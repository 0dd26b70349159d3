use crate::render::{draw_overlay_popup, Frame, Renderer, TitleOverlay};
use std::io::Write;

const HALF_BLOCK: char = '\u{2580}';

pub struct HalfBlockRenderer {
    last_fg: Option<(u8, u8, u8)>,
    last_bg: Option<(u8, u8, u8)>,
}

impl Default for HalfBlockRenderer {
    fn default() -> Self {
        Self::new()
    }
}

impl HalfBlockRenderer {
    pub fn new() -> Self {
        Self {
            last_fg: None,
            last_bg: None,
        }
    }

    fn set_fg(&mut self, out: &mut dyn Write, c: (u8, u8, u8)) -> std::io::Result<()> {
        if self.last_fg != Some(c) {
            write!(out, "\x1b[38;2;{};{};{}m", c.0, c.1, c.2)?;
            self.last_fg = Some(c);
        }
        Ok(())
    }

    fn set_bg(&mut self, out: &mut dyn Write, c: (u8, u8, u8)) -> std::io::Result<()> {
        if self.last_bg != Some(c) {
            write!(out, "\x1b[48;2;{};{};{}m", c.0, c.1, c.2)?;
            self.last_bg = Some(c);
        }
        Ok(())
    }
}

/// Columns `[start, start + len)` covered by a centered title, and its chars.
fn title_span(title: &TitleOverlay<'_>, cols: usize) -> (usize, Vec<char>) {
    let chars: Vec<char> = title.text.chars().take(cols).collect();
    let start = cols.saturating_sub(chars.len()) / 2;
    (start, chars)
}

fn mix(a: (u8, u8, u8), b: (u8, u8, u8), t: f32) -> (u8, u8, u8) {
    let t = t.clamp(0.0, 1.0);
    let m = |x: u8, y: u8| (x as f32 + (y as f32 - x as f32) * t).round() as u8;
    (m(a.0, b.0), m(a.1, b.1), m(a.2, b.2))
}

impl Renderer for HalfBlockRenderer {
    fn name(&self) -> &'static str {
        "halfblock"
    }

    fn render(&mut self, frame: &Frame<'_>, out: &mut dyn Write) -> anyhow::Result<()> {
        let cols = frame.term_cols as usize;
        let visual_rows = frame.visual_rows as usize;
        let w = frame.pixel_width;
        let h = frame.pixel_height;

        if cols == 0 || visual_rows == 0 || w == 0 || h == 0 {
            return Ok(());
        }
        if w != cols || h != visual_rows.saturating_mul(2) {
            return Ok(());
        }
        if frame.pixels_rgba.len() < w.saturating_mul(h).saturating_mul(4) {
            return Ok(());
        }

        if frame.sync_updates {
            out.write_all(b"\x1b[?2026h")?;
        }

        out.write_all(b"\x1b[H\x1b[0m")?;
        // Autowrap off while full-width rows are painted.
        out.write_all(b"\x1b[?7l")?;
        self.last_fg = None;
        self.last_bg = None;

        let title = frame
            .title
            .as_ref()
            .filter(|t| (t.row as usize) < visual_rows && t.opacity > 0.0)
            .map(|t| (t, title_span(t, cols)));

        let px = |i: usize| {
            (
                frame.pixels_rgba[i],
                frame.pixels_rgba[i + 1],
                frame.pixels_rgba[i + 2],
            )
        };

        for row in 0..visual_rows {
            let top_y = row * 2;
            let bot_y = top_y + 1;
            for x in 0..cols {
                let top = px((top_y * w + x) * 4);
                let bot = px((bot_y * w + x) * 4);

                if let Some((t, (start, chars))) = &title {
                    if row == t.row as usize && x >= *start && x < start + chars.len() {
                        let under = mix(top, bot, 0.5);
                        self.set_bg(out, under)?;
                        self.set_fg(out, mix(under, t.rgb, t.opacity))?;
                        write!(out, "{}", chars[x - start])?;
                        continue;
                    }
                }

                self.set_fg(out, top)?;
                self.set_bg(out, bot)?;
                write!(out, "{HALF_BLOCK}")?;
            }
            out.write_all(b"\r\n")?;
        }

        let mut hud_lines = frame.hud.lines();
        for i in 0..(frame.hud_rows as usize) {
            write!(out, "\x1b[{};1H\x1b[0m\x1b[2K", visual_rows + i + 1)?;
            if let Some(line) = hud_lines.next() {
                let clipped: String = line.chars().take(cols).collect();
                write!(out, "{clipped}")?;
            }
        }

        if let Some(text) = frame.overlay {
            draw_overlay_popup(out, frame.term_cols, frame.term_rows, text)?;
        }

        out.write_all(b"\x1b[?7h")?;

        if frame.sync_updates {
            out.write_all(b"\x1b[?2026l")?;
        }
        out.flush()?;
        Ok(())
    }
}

━━━━━━━━

REQUIREMENT >>
Across the whole listing above, find every line with the string "Some" and copy it.

THE COMPLETED TASK >>
        if self.last_fg != Some(c) {
            self.last_fg = Some(c);
        if self.last_bg != Some(c) {
            self.last_bg = Some(c);
                if let Some((t, (start, chars))) = &title {
            if let Some(line) = hud_lines.next() {
        if let Some(text) = frame.overlay {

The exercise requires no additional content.